[Saved data entries]
■ ■ ■ ■ ■

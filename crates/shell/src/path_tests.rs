// SPDX-License-Identifier: BUSL-1.1
// Copyright (c) 2026 Alfred Jean LLC

//! Tests for PATH resolution.
//!
//! These tests rewrite the process-wide `PATH`, so they are serialized.

use std::fs;
use std::os::unix::fs::PermissionsExt;
use std::path::Path;

use serial_test::serial;

use super::find_executable;

/// Create a file with the given permission bits.
fn place(dir: &Path, name: &str, mode: u32) {
    let path = dir.join(name);
    fs::write(&path, "#!/bin/sh\n").unwrap();
    fs::set_permissions(&path, fs::Permissions::from_mode(mode)).unwrap();
}

/// Run `f` with `PATH` set to `value`, restoring the old value after.
fn with_path<R>(value: &std::ffi::OsStr, f: impl FnOnce() -> R) -> R {
    let saved = std::env::var_os("PATH");
    std::env::set_var("PATH", value);
    let result = f();
    match saved {
        Some(old) => std::env::set_var("PATH", old),
        None => std::env::remove_var("PATH"),
    }
    result
}

#[test]
#[serial]
fn finds_executable_file() {
    let dir = tempfile::tempdir().unwrap();
    place(dir.path(), "tool", 0o755);

    let found = with_path(dir.path().as_os_str(), || find_executable("tool"));
    assert_eq!(found, Some(dir.path().join("tool")));
}

#[test]
#[serial]
fn skips_non_executable_file() {
    let dir = tempfile::tempdir().unwrap();
    place(dir.path(), "tool", 0o644);

    let found = with_path(dir.path().as_os_str(), || find_executable("tool"));
    assert_eq!(found, None);
}

#[test]
#[serial]
fn any_execute_bit_counts() {
    let dir = tempfile::tempdir().unwrap();
    place(dir.path(), "tool", 0o641); // other-execute only

    let found = with_path(dir.path().as_os_str(), || find_executable("tool"));
    assert_eq!(found, Some(dir.path().join("tool")));
}

#[test]
#[serial]
fn directories_are_not_executables() {
    let dir = tempfile::tempdir().unwrap();
    fs::create_dir(dir.path().join("tool")).unwrap();

    let found = with_path(dir.path().as_os_str(), || find_executable("tool"));
    assert_eq!(found, None);
}

#[test]
#[serial]
fn earlier_directory_wins() {
    let first = tempfile::tempdir().unwrap();
    let second = tempfile::tempdir().unwrap();
    place(first.path(), "tool", 0o755);
    place(second.path(), "tool", 0o755);

    let joined =
        std::env::join_paths([first.path(), second.path()]).unwrap();
    let found = with_path(&joined, || find_executable("tool"));
    assert_eq!(found, Some(first.path().join("tool")));
}

#[test]
#[serial]
fn unreadable_entries_are_skipped() {
    let missing = tempfile::tempdir().unwrap();
    let real = tempfile::tempdir().unwrap();
    let gone = missing.path().join("removed");
    place(real.path(), "tool", 0o755);

    let joined = std::env::join_paths([gone.as_path(), real.path()]).unwrap();
    let found = with_path(&joined, || find_executable("tool"));
    assert_eq!(found, Some(real.path().join("tool")));
}

#[test]
#[serial]
fn search_is_case_sensitive() {
    let dir = tempfile::tempdir().unwrap();
    place(dir.path(), "Tool", 0o755);

    let found = with_path(dir.path().as_os_str(), || find_executable("tool"));
    assert_eq!(found, None);
}
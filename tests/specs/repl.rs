//! Loop-level scenarios: prompt, termination, empty lines, diagnostics.

use crate::prelude::*;

/// EOF alone terminates with status 0.
#[test]
fn eof_terminates_cleanly() {
    session().run().succeeds().stdout_has("$ ");
}

/// `exit` terminates with status 0 and stops reading input.
#[test]
fn exit_terminates_and_stops_reading() {
    session()
        .line("exit")
        .line("echo after")
        .run()
        .succeeds()
        .stdout_lacks("after");
}

/// A numeric argument to `exit` is ignored; status is still 0.
#[test]
fn exit_ignores_status_argument() {
    session().line("exit 7").run().succeeds();
}

/// Empty and whitespace-only lines silently reprompt.
#[test]
fn empty_lines_reprompt() {
    let out = session().line("").line("   ").line("echo done").run().succeeds();
    out.stdout_has("done\n");
}

/// Unknown commands report and return to the prompt.
#[test]
fn unknown_command_reports_and_continues() {
    session()
        .line("nosuchzzz")
        .line("echo still-here")
        .run()
        .succeeds()
        .stdout_has("nosuchzzz: command not found")
        .stdout_has("still-here\n");
}

/// An unterminated quote reports and returns to the prompt.
#[test]
fn unterminated_quote_reports_and_continues() {
    session()
        .line("echo 'oops")
        .line("echo recovered")
        .run()
        .succeeds()
        .stdout_has("unterminated single quote")
        .stdout_has("recovered\n");
}

/// History lists entries with 1-based indexes, including itself.
#[test]
fn history_lists_commands_in_order() {
    session()
        .line("echo one")
        .line("echo two")
        .line("history")
        .run()
        .succeeds()
        .stdout_has("1 echo one\n")
        .stdout_has("2 echo two\n")
        .stdout_has("3 history\n");
}

/// Lines that fail to parse still land in history.
#[test]
fn history_keeps_unparsed_lines() {
    session()
        .line("echo 'broken")
        .line("history")
        .run()
        .succeeds()
        .stdout_has("1 echo 'broken\n");
}
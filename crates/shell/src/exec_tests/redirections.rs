// SPDX-License-Identifier: BUSL-1.1
// Copyright (c) 2026 Alfred Jean LLC

//! Tests for redirection file handling.

use serial_test::serial;

use super::run;
use crate::exec::ExecOutcome;

// ---------------------------------------------------------------------------
// Last directive per stream wins
// ---------------------------------------------------------------------------

#[tokio::test]
async fn last_stdout_directive_wins() {
    let dir = tempfile::tempdir().unwrap();
    let first = dir.path().join("a.txt");
    let second = dir.path().join("b.txt");

    run(&format!("echo x 1> {} 1> {}", first.display(), second.display()))
        .await
        .unwrap();
    assert_eq!(std::fs::read_to_string(&second).unwrap(), "x\n");
    // The overridden target is never recorded, so it is never created.
    assert!(!first.exists());
}

#[tokio::test]
#[serial]
async fn streams_keep_independent_targets() {
    let dir = tempfile::tempdir().unwrap();
    let out = dir.path().join("out.txt");
    let err = dir.path().join("err.txt");

    run(&format!(
        "sh -c 'echo o; echo e >&2' 2> {} 1> {}",
        err.display(),
        out.display()
    ))
    .await
    .unwrap();
    assert_eq!(std::fs::read_to_string(&out).unwrap(), "o\n");
    assert_eq!(std::fs::read_to_string(&err).unwrap(), "e\n");
}

// ---------------------------------------------------------------------------
// Modes
// ---------------------------------------------------------------------------

async fn run_stderr_pair(op: &str) -> String {
    let dir = tempfile::tempdir().unwrap();
    let file = dir.path().join("err.txt");

    run(&format!("sh -c 'echo e1 >&2' 2> {}", file.display())).await.unwrap();
    run(&format!("sh -c 'echo e2 >&2' {} {}", op, file.display())).await.unwrap();
    std::fs::read_to_string(&file).unwrap()
}

#[tokio::test]
#[serial]
async fn stderr_truncate_replaces() {
    assert_eq!(run_stderr_pair("2>").await, "e2\n");
}

#[tokio::test]
#[serial]
async fn stderr_append_accumulates() {
    assert_eq!(run_stderr_pair("2>>").await, "e1\ne2\n");
}

#[tokio::test]
async fn append_positions_at_end_of_file() {
    let dir = tempfile::tempdir().unwrap();
    let file = dir.path().join("f.txt");
    std::fs::write(&file, "seed\n").unwrap();

    run(&format!("echo more >> {}", file.display())).await.unwrap();
    assert_eq!(std::fs::read_to_string(&file).unwrap(), "seed\nmore\n");
}

// ---------------------------------------------------------------------------
// Open failures fall back to the shell's stream
// ---------------------------------------------------------------------------

#[tokio::test]
async fn open_failure_still_executes_stage() {
    let outcome = run("echo hi 1> /definitely/not/a/writable/path.txt").await.unwrap();
    assert_eq!(outcome, ExecOutcome::Continue);
}

#[tokio::test]
async fn quoted_target_may_contain_spaces() {
    let dir = tempfile::tempdir().unwrap();
    let file = dir.path().join("my file.txt");

    run(&format!("echo spaced 1> '{}'", file.display())).await.unwrap();
    assert_eq!(std::fs::read_to_string(&file).unwrap(), "spaced\n");
}
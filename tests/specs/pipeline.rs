//! Pipeline scenarios through the full shell.

use crate::prelude::*;

#[test]
fn builtin_pipes_into_external() {
    session()
        .line("echo a b c | cat")
        .run()
        .succeeds()
        .stdout_has("a b c\n");
}

#[test]
fn external_pipeline_counts_entries() {
    // Three visible entries, counted through `ls | wc -l`.
    let dir = tempfile::tempdir().unwrap();
    for name in ["one.txt", "two.txt", "three.txt"] {
        std::fs::write(dir.path().join(name), "x\n").unwrap();
    }
    session()
        .cwd(dir.path())
        .line("ls | wc -l")
        .run()
        .succeeds()
        .stdout_has("3");
}

#[test]
fn three_stage_pipeline() {
    session()
        .line("echo deep | cat | cat")
        .run()
        .succeeds()
        .stdout_has("deep\n");
}

#[test]
fn quoted_pipe_is_not_a_pipeline() {
    session()
        .line("echo 'a | b'")
        .run()
        .succeeds()
        .stdout_has("a | b\n");
}

#[test]
fn exit_inside_a_pipeline_does_not_terminate() {
    session()
        .line("exit | cat")
        .line("echo survived")
        .run()
        .succeeds()
        .stdout_has("survived\n");
}

#[test]
fn empty_stage_aborts_the_pipeline_silently() {
    session()
        .line("echo a | | cat")
        .line("echo next")
        .run()
        .succeeds()
        .stdout_lacks("a\n")
        .stdout_has("next\n");
}
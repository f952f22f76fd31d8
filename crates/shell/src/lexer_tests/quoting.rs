// SPDX-License-Identifier: BUSL-1.1
// Copyright (c) 2026 Alfred Jean LLC

//! Quote tokenizer tests: single quotes, double quotes, escape sequences,
//! concatenation, and error cases.

use crate::lexer::Lexer;
use crate::lexer::LexerError;

// =============================================================================
// Single quotes
// =============================================================================

lex_tests! {
    single_quote_basic: "'hello'" => ["hello"],
    single_quote_preserves_internal_spacing: "echo 'hello   world'" => ["echo", "hello   world"],
    single_quote_preserves_tab: "'a\tb'" => ["a\tb"],

    // Backslash has no meaning inside single quotes
    single_quote_backslash_literal: r"'\b'" => [r"\b"],
    single_quote_backslash_n: r"'line\nbreak'" => [r"line\nbreak"],
    single_quote_double_backslash: r"'a\\b'" => [r"a\\b"],

    // Metacharacters are literal inside single quotes
    single_quote_preserves_pipe: "'a | b'" => ["a | b"],
    single_quote_preserves_redirect: "'a > b'" => ["a > b"],
    single_quote_preserves_double_quote: r#"'say "hi"'"# => [r#"say "hi""#],

    // Empty single quotes emit no token
    single_quote_empty: "''" => [],
    single_quote_empty_between_words: "echo '' x" => ["echo", "x"],
}

// =============================================================================
// Double quotes
// =============================================================================

lex_tests! {
    double_quote_basic: r#""hello""# => ["hello"],
    double_quote_with_spaces: r#""hello world""# => ["hello world"],
    double_quote_empty: r#""""# => [],

    // Only `\"` and `\\` are escapes
    double_quote_escape_quote: r#""a\"b""# => [r#"a"b"#],
    double_quote_escape_backslash: r#""a\\b""# => [r"a\b"],

    // Any other `\x` stays the two literal characters
    double_quote_backslash_n_literal: r#""a\nb""# => [r"a\nb"],
    double_quote_backslash_t_literal: r#""a\tb""# => [r"a\tb"],
    double_quote_backslash_x_literal: r#""\x""# => [r"\x"],

    // Metacharacters are literal inside double quotes
    double_quote_preserves_single_quote: r#""it's""# => ["it's"],
    double_quote_preserves_pipe: r#""a | b""# => ["a | b"],
    double_quote_preserves_redirect: r#""a > b""# => ["a > b"],
}

// =============================================================================
// Concatenation: adjacent runs join without a word break
// =============================================================================

lex_tests! {
    quoted_run_joins_unquoted: r#"a"b c"d"# => ["ab cd"],
    single_quote_between_words: "a'b'c" => ["abc"],
    adjacent_single_quotes: "'a''b''c'" => ["abc"],
    mixed_quote_styles: r#"'a'"b"'c'"# => ["abc"],
    empty_quotes_inside_word: "a''b" => ["ab"],
    quote_then_escape: r"'a'\ b" => ["a b"],
    word_boundary_still_splits: "'a' 'b'" => ["a", "b"],
}

// =============================================================================
// Error cases
// =============================================================================

lex_error_tests! {
    unterminated_single_immediate: "'" => LexerError::UnterminatedSingleQuote { .. },
    unterminated_single_with_content: "'hello" => LexerError::UnterminatedSingleQuote { .. },
    unterminated_single_after_word: "cmd 'arg" => LexerError::UnterminatedSingleQuote { .. },
    unterminated_double_immediate: "\"" => LexerError::UnterminatedDoubleQuote { .. },
    unterminated_double_with_content: "\"hello" => LexerError::UnterminatedDoubleQuote { .. },
    unterminated_double_trailing_backslash: "\"abc\\" => LexerError::UnterminatedDoubleQuote { .. },
}

// =============================================================================
// Error span accuracy
// =============================================================================

#[test]
fn error_span_starts_at_opening_quote() {
    let err = Lexer::tokenize("cmd 'arg").unwrap_err();
    match err {
        LexerError::UnterminatedSingleQuote { span } => {
            assert_eq!(span.start, 4, "span should start at the opening quote");
            assert_eq!(span.end, 8, "span should end at end of input");
        }
        other => panic!("expected UnterminatedSingleQuote, got {:?}", other),
    }
}

#[test]
fn double_quote_error_span() {
    let err = Lexer::tokenize("echo \"oops").unwrap_err();
    match err {
        LexerError::UnterminatedDoubleQuote { span } => {
            assert_eq!(span.start, 5);
            assert_eq!(span.end, 10);
        }
        other => panic!("expected UnterminatedDoubleQuote, got {:?}", other),
    }
}
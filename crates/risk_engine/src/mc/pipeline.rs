//! Synchronous simulation pipeline.
//!
//! ```text
//! sample (per factor) → stack → correlate → aggregate → summarise
//! ```
//!
//! Runs entirely on the calling thread's rayon pool. Factor `i` draws from
//! its own generator seeded with `derive_seed(seed, i)`, so the output
//! depends only on the request and the seed, never on scheduling.

use super::request::ValidatedRequest;
use super::result::SimulationResult;
use crate::aggregate::SampleMatrix;
use crate::correlation::induce_correlation;
use crate::error::RiskError;
use crate::rng::{derive_seed, RiskRng};
use crate::sampler::Sampler;
use crate::stats::summarise;
use rayon::prelude::*;
use std::time::Instant;

/// Runs one validated request to completion.
///
/// # Errors
///
/// Sampler errors, or `RiskError::Internal` for a sampler returning the
/// wrong number of draws or a non-finite aggregate.
pub fn run_pipeline<S>(
    sampler: &S,
    request: ValidatedRequest,
    seed: u64,
) -> Result<SimulationResult, RiskError>
where
    S: Sampler + ?Sized,
{
    let start = Instant::now();
    let n = request.iterations();

    let columns = request
        .factors()
        .par_iter()
        .enumerate()
        .map(|(index, (name, spec))| {
            let mut rng = RiskRng::from_seed(derive_seed(seed, index as u64));
            let column = sampler.sample(spec, n, &mut rng)?;
            if column.len() != n {
                return Err(RiskError::internal(format!(
                    "sampler returned {} draws for '{}', expected {}",
                    column.len(),
                    name,
                    n
                )));
            }
            Ok(column)
        })
        .collect::<Result<Vec<_>, RiskError>>()?;

    let matrix = SampleMatrix::from_columns(columns)?;
    let matrix = induce_correlation(matrix, request.cholesky())?;
    let losses = request.aggregation().aggregate(&matrix);
    let summary = summarise(&losses, request.confidence_levels())?;

    Ok(SimulationResult::from_summary(
        request.scenario_name(),
        n,
        seed,
        start.elapsed().as_secs_f64(),
        summary,
    ))
}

■ ■ ■ ■ ■

▶ TO DO: From the records above, extract exactly and only the lines that begin at the line with "indexes, including itself." and stop after the line with "use super::run;".

▶ ANSWER BOX:
/// History lists entries with 1-based indexes, including itself.
#[test]
fn history_lists_commands_in_order() {
    session()
        .line("echo one")
        .line("echo two")
        .line("history")
        .run()
        .succeeds()
        .stdout_has("1 echo one\n")
        .stdout_has("2 echo two\n")
        .stdout_has("3 history\n");
}

/// Lines that fail to parse still land in history.
#[test]
fn history_keeps_unparsed_lines() {
    session()
        .line("echo 'broken")
        .line("history")
        .run()
        .succeeds()
        .stdout_has("1 echo 'broken\n");
}
filename crates/shell/src/exec_tests/redirections.rs
// SPDX-License-Identifier: BUSL-1.1
// Copyright (c) 2026 Alfred Jean LLC

//! Tests for redirection file handling.

use serial_test::serial;

use super::run;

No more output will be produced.